Description
This article is from the Interpretation Of
Lab Test Profiles, by Ed Uthman uthman@neosoft.com with
numerous contributions by others.
11 CREATININE
Increase in serum creatinine is seen any renal functional
impairment. Because of its insensitivity in detecting early
renal failure, the creatinine clearance is significantly reduced
before any rise in serum creatinine occurs. The renal impairment
may be due to intrinsic renal lesions, decreased perfusion of
the kidney, or obstruction of the lower urinary tract.

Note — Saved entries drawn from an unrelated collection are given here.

//! Repository for the `partners` table.

use serde_json::Value;

use super::{decode_rows, id_filter, id_value, put_nullable, timestamp_now, write_failed};
use crate::models::partner::{Partner, PartnerInput, PartnerList, PartnerRow};
use crate::store::{Filter, Order, Query, Row, Store, WriteError};

const TABLE: &str = "partners";

/// Provides data access for partners.
pub struct PartnerRepo;

impl PartnerRepo {
    /// List partners by `sort_order` (nulls first), then oldest first.
    ///
    /// Degrades to an empty list like [`super::NotificationRepo::list`].
    pub async fn list(store: &Store, active_only: bool) -> PartnerList {
        let Some(tables) = store.reader() else {
            return PartnerList::default();
        };

        let mut query = Query::new()
            .order(Order::asc("sort_order"))
            .order(Order::asc("created_at"));
        if active_only {
            query = query.filter(Filter::eq("active", true));
        }

        match tables.select(TABLE, &query).await {
            Ok(rows) => PartnerList {
                partners: decode_rows::<PartnerRow>(TABLE, rows)
                    .into_iter()
                    .map(Partner::from)
                    .collect(),
            },
            Err(e) => {
                tracing::warn!(table = TABLE, error = %e, "Failed to read partners, serving none");
                PartnerList::default()
            }
        }
    }

    /// Find a partner by id ahead of a write.
    ///
    /// Unlike [`Self::list`] this does not degrade: the stored row feeds
    /// the merge that gets written back, so a failed read must stop the
    /// write instead of resetting stored fields to their defaults.
    pub async fn find_by_id(store: &Store, id: &str) -> Result<Option<Partner>, WriteError> {
        let tables = store.writer()?;
        let query = Query::new().filter(id_filter(id)).limit(1);

        let rows = tables
            .select(TABLE, &query)
            .await
            .map_err(|e| write_failed(TABLE, "select", e))?;
        Ok(decode_rows::<PartnerRow>(TABLE, rows)
            .into_iter()
            .next()
            .map(Partner::from))
    }

    /// Insert a partner, or update-or-insert by id when `input.id` is set.
    ///
    /// `input` is expected to be the effective payload, so fields it lacks
    /// take the column defaults (`sort_order = 0`, `active = true`).
    pub async fn upsert(store: &Store, input: &PartnerInput) -> Result<(), WriteError> {
        let tables = store.writer()?;
        let now = timestamp_now();
        let mut row = columns_row(input);
        row.insert("updated_at".into(), now.clone());

        match &input.id {
            Some(id) => {
                row.insert("id".into(), id_value(id));
                tables
                    .upsert(TABLE, row, "id")
                    .await
                    .map_err(|e| write_failed(TABLE, "upsert", e))
            }
            None => {
                row.insert("created_at".into(), now);
                tables
                    .insert(TABLE, row)
                    .await
                    .map_err(|e| write_failed(TABLE, "insert", e))
            }
        }
    }

    /// Delete a partner. Deleting a missing id is not an error.
    pub async fn delete(store: &Store, id: &str) -> Result<(), WriteError> {
        let tables = store.writer()?;
        tables
            .delete(TABLE, &[id_filter(id)])
            .await
            .map_err(|e| write_failed(TABLE, "delete", e))
    }
}

fn columns_row(input: &PartnerInput) -> Row {
    let mut row = Row::new();
    if let Some(name) = &input.name {
        row.insert("name".into(), Value::String(name.clone()));
    }
    put_nullable(&mut row, "logo_url", &input.logo_url);
    put_nullable(&mut row, "link", &input.link);
    row.insert("sort_order".into(), Value::from(input.sort_order.unwrap_or(0)));
    row.insert("active".into(), Value::Bool(input.active.unwrap_or(true)));
    row
}

#[cfg(test)]
mod tests {
    use std::sync::Arc;

    use assert_matches::assert_matches;
    use serde_json::json;

    use super::*;
    use crate::memory::MemoryStore;
    use crate::store::StoreError;

    fn input(value: Value) -> PartnerInput {
        serde_json::from_value(value).unwrap()
    }

    fn seed(memory: &MemoryStore, value: Value) {
        memory.seed(TABLE, value.as_object().cloned().unwrap());
    }

    #[tokio::test]
    async fn unconfigured_store_lists_nothing() {
        assert!(PartnerRepo::list(&Store::unconfigured(), true).await.partners.is_empty());
    }

    #[tokio::test]
    async fn list_orders_by_sort_order_then_creation() {
        let memory = Arc::new(MemoryStore::new());
        seed(&memory, json!({"id": 1, "name": "C", "sort_order": 2, "active": true, "created_at": "2024-01-01T00:00:00Z"}));
        seed(&memory, json!({"id": 2, "name": "B", "sort_order": 1, "active": true, "created_at": "2024-02-01T00:00:00Z"}));
        seed(&memory, json!({"id": 3, "name": "A", "sort_order": 1, "active": true, "created_at": "2024-01-15T00:00:00Z"}));
        seed(&memory, json!({"id": 4, "name": "N", "sort_order": null, "active": true, "created_at": "2024-03-01T00:00:00Z"}));
        seed(&memory, json!({"id": 5, "name": "Off", "sort_order": 0, "active": false}));

        let store = Store::new(memory, false);
        let names: Vec<_> = PartnerRepo::list(&store, true)
            .await
            .partners
            .into_iter()
            .map(|p| p.name)
            .collect();
        assert_eq!(names, vec!["N", "A", "B", "C"]);
    }

    #[tokio::test]
    async fn insert_applies_defaults() {
        let memory = Arc::new(MemoryStore::new());
        PartnerRepo::upsert(&Store::new(memory.clone(), true), &input(json!({"name": "New"})))
            .await
            .unwrap();

        let rows = memory.rows(TABLE);
        assert_eq!(rows[0]["sort_order"], 0);
        assert_eq!(rows[0]["active"], true);
        assert!(rows[0]["created_at"].is_string());
    }

    #[tokio::test]
    async fn upsert_with_id_updates_or_inserts() {
        let memory = Arc::new(MemoryStore::new());
        seed(&memory, json!({"id": 1, "name": "Old", "logo_url": "https://x/logo.png"}));
        let store = Store::new(memory.clone(), true);

        PartnerRepo::upsert(&store, &input(json!({"id": "1", "name": "Renamed"})))
            .await
            .unwrap();
        PartnerRepo::upsert(&store, &input(json!({"id": 9, "name": "Fresh"})))
            .await
            .unwrap();

        let rows = memory.rows(TABLE);
        assert_eq!(rows.len(), 2);
        assert_eq!(rows[0]["name"], "Renamed");
        assert_eq!(rows[0]["logo_url"], "https://x/logo.png");
        assert_eq!(rows[1]["id"], 9);
    }

    #[tokio::test]
    async fn find_by_id_reads_one_partner() {
        let memory = Arc::new(MemoryStore::new());
        seed(&memory, json!({"id": 7, "name": "Seven"}));
        let store = Store::new(memory, true);

        let partner = PartnerRepo::find_by_id(&store, "7").await.unwrap().unwrap();
        assert_eq!(partner.id, "7");
        assert_eq!(partner.name, "Seven");
        assert_eq!(PartnerRepo::find_by_id(&store, "8").await, Ok(None));
    }

    #[tokio::test]
    async fn failing_read_empties_the_list() {
        let store = Store::new(Arc::new(MemoryStore::failing(StoreError::new("down"))), true);
        assert!(PartnerRepo::list(&store, false).await.partners.is_empty());
    }

    #[tokio::test]
    async fn lookup_before_write_reports_read_failures() {
        let store = Store::new(
            Arc::new(MemoryStore::failing_reads(
                StoreError::new("read timeout").with_code("57014"),
            )),
            true,
        );

        assert_matches!(
            PartnerRepo::find_by_id(&store, "4").await,
            Err(WriteError::Db { detail, code }) if detail == "read timeout" && code.as_deref() == Some("57014")
        );
    }

    #[tokio::test]
    async fn lookup_before_write_needs_the_service_role() {
        assert_eq!(
            PartnerRepo::find_by_id(&Store::unconfigured(), "1").await,
            Err(WriteError::MissingServiceRole)
        );
    }
}
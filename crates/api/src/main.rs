use std::net::SocketAddr;

use tracing_subscriber::{layer::SubscriberExt, util::SubscriberInitExt};

use kontrola_api::app::build_app;
use kontrola_api::config::ServerConfig;
use kontrola_api::state::AppState;

#[tokio::main]
async fn main() {
    dotenvy::dotenv().ok();

    // --- Tracing ---
    tracing_subscriber::registry()
        .with(
            tracing_subscriber::EnvFilter::try_from_default_env()
                .unwrap_or_else(|_| "kontrola_api=debug,kontrola_db=debug,tower_http=debug".into()),
        )
        .with(tracing_subscriber::fmt::layer())
        .init();

    // --- Configuration ---
    let config = ServerConfig::from_env();
    tracing::info!(
        host = %config.host,
        port = %config.port,
        admin_configured = config.admin_password.is_some(),
        cors_origins = config.cors_origins.len(),
        "Loaded server configuration",
    );

    // --- Store ---
    let store = config.supabase.connect();
    if store.is_initialized() {
        tracing::info!(service_role = store.has_service_role(), "Hosted store configured");
    } else {
        tracing::warn!("Hosted store not configured, serving defaults and refusing writes");
    }

    // --- Router ---
    let addr = SocketAddr::new(
        config.host.parse().expect("Invalid HOST address"),
        config.port,
    );
    let app = build_app(AppState::new(store, config));

    // --- Start server ---
    tracing::info!(%addr, "Starting server");

    let listener = tokio::net::TcpListener::bind(addr)
        .await
        .expect("Failed to bind to address");

    axum::serve(listener, app)
        .with_graceful_shutdown(shutdown_signal())
        .await
        .expect("Server error");

    tracing::info!("Graceful shutdown complete");
}

/// Wait for SIGINT (Ctrl-C) or, on Unix, SIGTERM.
async fn shutdown_signal() {
    let ctrl_c = async {
        tokio::signal::ctrl_c()
            .await
            .expect("Failed to install Ctrl-C handler");
    };

    #[cfg(unix)]
    let terminate = async {
        tokio::signal::unix::signal(tokio::signal::unix::SignalKind::terminate())
            .expect("Failed to install SIGTERM handler")
            .recv()
            .await;
    };

    #[cfg(not(unix))]
    let terminate = std::future::pending::<()>();

    tokio::select! {
        () = ctrl_c => {
            tracing::info!("Received SIGINT (Ctrl-C), starting graceful shutdown");
        }
        () = terminate => {
            tracing::info!("Received SIGTERM, starting graceful shutdown");
        }
    }
}
//! HTTP-level tests for `/api/partners/upload`.

mod common;

use axum::http::{Method, StatusCode};
use common::{admin_json, body_json, json_request};
use kontrola_core::upload::{LOGO_BUCKET, MAX_UPLOAD_BODY_BYTES};
use serde_json::json;

/// "hello" in base64.
const HELLO_B64: &str = "aGVsbG8=";

#[tokio::test]
async fn upload_requires_admin() {
    let (app, memory) = common::memory_app();
    let response = json_request(
        &app,
        Method::POST,
        "/api/partners/upload",
        json!({"fileName": "logo.png", "dataBase64": HELLO_B64}),
    )
    .await;

    assert_eq!(response.status(), StatusCode::UNAUTHORIZED);
    assert_eq!(memory.write_count(), 0);
}

#[tokio::test]
async fn upload_without_service_role_is_refused() {
    let (app, memory) = common::read_only_app();
    let response = admin_json(
        &app,
        Method::POST,
        "/api/partners/upload",
        json!({"fileName": "logo.png", "dataBase64": HELLO_B64}),
    )
    .await;

    assert_eq!(response.status(), StatusCode::INTERNAL_SERVER_ERROR);
    assert_eq!(
        body_json(response).await,
        json!({"error": "Missing Supabase service role", "reason": "missing-service-role"})
    );
    assert_eq!(memory.write_count(), 0);
}

#[tokio::test]
async fn upload_without_store_is_refused() {
    let app = common::unconfigured_app();
    let response = admin_json(
        &app,
        Method::POST,
        "/api/partners/upload",
        json!({"fileName": "logo.png", "dataBase64": HELLO_B64}),
    )
    .await;
    assert_eq!(response.status(), StatusCode::INTERNAL_SERVER_ERROR);
}

#[tokio::test]
async fn upload_requires_name_and_data() {
    let (app, _memory) = common::memory_app();

    for body in [
        json!({"fileName": "logo.png"}),
        json!({"dataBase64": HELLO_B64}),
        json!({"fileName": "", "dataBase64": HELLO_B64}),
    ] {
        let response = admin_json(&app, Method::POST, "/api/partners/upload", body).await;
        assert_eq!(response.status(), StatusCode::BAD_REQUEST);
        assert_eq!(
            body_json(response).await,
            json!({"error": "fileName and dataBase64 are required"})
        );
    }
}

#[tokio::test]
async fn body_over_the_upload_limit_is_rejected() {
    let (app, memory) = common::memory_app();
    let data = "A".repeat(MAX_UPLOAD_BODY_BYTES);
    let response = admin_json(
        &app,
        Method::POST,
        "/api/partners/upload",
        json!({"fileName": "big.png", "dataBase64": data}),
    )
    .await;

    assert_eq!(response.status(), StatusCode::PAYLOAD_TOO_LARGE);
    assert_eq!(memory.write_count(), 0);
}

#[tokio::test]
async fn invalid_base64_is_rejected() {
    let (app, _memory) = common::memory_app();
    let response = admin_json(
        &app,
        Method::POST,
        "/api/partners/upload",
        json!({"fileName": "logo.png", "dataBase64": "%%%"}),
    )
    .await;

    assert_eq!(response.status(), StatusCode::BAD_REQUEST);
    assert_eq!(
        body_json(response).await,
        json!({"error": "dataBase64 is not valid base64"})
    );
}

#[tokio::test]
async fn upload_stores_object_and_returns_url() {
    let (app, memory) = common::memory_app();
    let response = admin_json(
        &app,
        Method::POST,
        "/api/partners/upload",
        json!({
            "fileName": "Novak logo.png",
            "fileType": "image/png",
            "dataBase64": format!("data:image/png;base64,{HELLO_B64}")
        }),
    )
    .await;

    assert_eq!(response.status(), StatusCode::OK);
    let json = body_json(response).await;
    let url = json["url"].as_str().unwrap();
    let path = url.strip_prefix("memory://partners/").unwrap();
    assert!(path.ends_with("_Novak_logo.png"));

    let object = memory.object(LOGO_BUCKET, path).unwrap();
    assert_eq!(object.bytes, b"hello");
    assert_eq!(object.content_type, "image/png");
}

#[tokio::test]
async fn get_is_not_allowed() {
    let app = common::unconfigured_app();
    let response = common::get(&app, "/api/partners/upload").await;

    assert_eq!(response.status(), StatusCode::METHOD_NOT_ALLOWED);
    assert_eq!(response.headers()["allow"], "POST, OPTIONS");
}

Nephrotoxic drugs and other chemicals include:
antimony arsenic bismuth cadmium
copper gold iron lead
lithium mercury silver thallium
uranium aminopyrine ibuprofen indomethacin
naproxen fenoprofen phenylbutazone phenacetin
salicylates aminoglycosides amphotericin cephalothin
colistin cotrimoxazole erythromycin ampicillin
methicillin oxacillin polymixin B rifampin
sulfonamides tetracyclines vancomycin benzene
zoxazolamine tetrachloroethylene ethylene glycol
acetazolamide aminocaproic acid aminosalicylate boric acid
cyclophosphamide cisplatin dextran (LMW) furosemide
mannitol methoxyflurane mithramycin penicillamine
pentamide phenindione quinine thiazides
carbon tetrachloride
Deranged metabolic processes may cause increases in serum
creatinine, as in acromegaly and hyperthyroidism, but dietary
protein intake does not influence the serum level (as opposed to
the situation with BUN). Some substances interfere with the
colorimetric system used to measure creatinine, including
acetoacetate, ascorbic acid, levodopa, methyldopa, glucose and
fructose. Decrease in serum creatinine is seen in pregnancy and
in conditions characterized by muscle wasting.